The opinion of the court was delivered by: Mauro , J.

P. v. Thompson



California Rules of Court, rule 8.1115(a), prohibits courts and parties from citing or relying on opinions not certified for publication or ordered published, except as specified by rule 8.1115(b). This opinion has not been certified for publication or ordered published for purposes of rule 8.1115.

Defendant Fineness Deshawn Thompson was convicted of robbery, attempted robbery and assault with a firearm, and he was sentenced to prison for 17 years 8 months. He contends on appeal that the trial court erred in denying his Batson/Wheeler*fn1 motion.

The record supports the trial court's findings that the prosecutor's peremptory challenges were not based on race. We will affirm the judgment.


Over the course of three days in June 2008, defendant participated in numerous robberies during which he was either armed with, or personally used, a firearm. He was arrested and ultimately charged by amended information with six counts of robbery (Pen. Code, § 211; counts 1 through 6), one count of attempted robbery (Pen. Code, §§ 664/211; count 7) and two counts of assault with a firearm (Pen. Code, § 245, subd. (a)(2); counts 8 and 9).*fn2 The amended information alleged that, with respect to counts 1 through 3, defendant personally used a firearm (Pen. Code, § 12022.53, subd. (b)), and with respect to counts 4 through 9, defendant was armed with a firearm (Pen. Code, § 12022, subd. (a)(1)).

At the conclusion of trial, the jury found defendant guilty of counts 2, 4, 5, 6, 7 and 8, and found the related enhancements true. The jury found defendant not guilty of counts 1 and 3, and the trial court declared a mistrial on count 9, which was dismissed pursuant to a request by the People in the interests of justice. The trial court sentenced defendant to 17 years 8 months in prison.

This appeal focuses on the jury selection process before trial. The prosecutor exercised peremptory challenges to excuse three African American men, E.Y., R.E., and M. Defendant made a Batson/Wheeler motion, arguing that there was a reasonable inference they were discharged because of their race. The trial court found that defendant made a prima facie showing and invited the prosecutor to explain the reasons for excusing the prospective jurors.

The prosecutor explained that E.Y. "seemed to be a bit of a loose cannon," was very opinionated about the jury selection process, and "seemed kind of critical about the way [t]he [c]court was exercising its hardships and for cause excusing of jurors." The prosecutor found E.Y. "a bit unpredictable" and drew the impression that E.Y. would not "engage in a meaningful deliberation," but rather would "stick to his guns back in the jury room no matter what." Of greatest concern to the prosecutor was E.Y.'s statement that "he didn't want to be here," and seemed upset that the trial court was excusing other prospective jurors.
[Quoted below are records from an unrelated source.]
//! Validator trait — the uniform shape of every check.
//!
//! Built-in checks, the rule engine adapter, and the plugin registry all
//! implement [`Validator`], so the dispatcher never needs to know which
//! kind of check it is running.

use async_trait::async_trait;
use serde::{Deserialize, Serialize};
use std::fmt;

use crate::context::CallContext;
use crate::error::ValidatorError;
use crate::event::EventContext;
use crate::result::ValidationResult;

/// Scheduling class of a validator. Only affects concurrency, never the verdict.
#[derive(Debug, Clone, Copy, PartialEq, Eq, Hash, Serialize, Deserialize)]
#[serde(rename_all = "snake_case")]
pub enum Category {
    /// Pure in-memory logic (pattern matching, parsing).
    Cpu,
    /// Subprocess or network work (plugins, external linters).
    Io,
    /// Invokes git. Never run concurrently with another git check.
    Git,
}

impl Category {
    pub fn as_str(self) -> &'static str {
        match self {
            Category::Cpu => "cpu",
            Category::Io => "io",
            Category::Git => "git",
        }
    }
}

impl fmt::Display for Category {
    fn fmt(&self, f: &mut fmt::Formatter<'_>) -> fmt::Result {
        f.write_str(self.as_str())
    }
}

#[async_trait]
pub trait Validator: Send + Sync {
    /// Stable identifier, e.g. `git.push` or `plugins`.
    fn name(&self) -> &str;

    fn category(&self) -> Category;

    /// Check one event. `Err` means the check itself failed to run.
    async fn validate(
        &self,
        cx: &CallContext,
        event: &EventContext,
    ) -> Result<ValidationResult, ValidatorError>;

    /// Release resources. Called once at shutdown.
    async fn close(&self) -> Result<(), ValidatorError> {
        Ok(())
    }
}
As for R.E., the prosecutor explained that, after the court denied his hardship request, R.E. said, "This trial's the last thing that's going to be on my mind," giving the impression he did not want to participate in the trial.

The prosecutor explained that M. "appeared to be younger" and, being from Alameda and the Bay Area, was "new to the area" and had "minimal ties" there. The fact that M. went to college in San Francisco and may have had a tattoo on his neck led the prosecutor to be concerned that M. "would have a liberal viewpoint and would be skeptical of . . . law enforcement's case." The prosecutor added that M. had returned late from lunch, a point that was confirmed by the court reporter. Later, during the second day of trial but outside the presence of the jury, the prosecutor recalled an additional reason for exercising a peremptory challenge as to M., namely that because defendant was contemplating calling an identification expert ("Stacy Rilea, who's a professor of Psychology at UOP"), M.'s degree in psychology might cause him to "overanalyze eyewitness ID's, or . . . give too much weight to [the identification expert's] testimony."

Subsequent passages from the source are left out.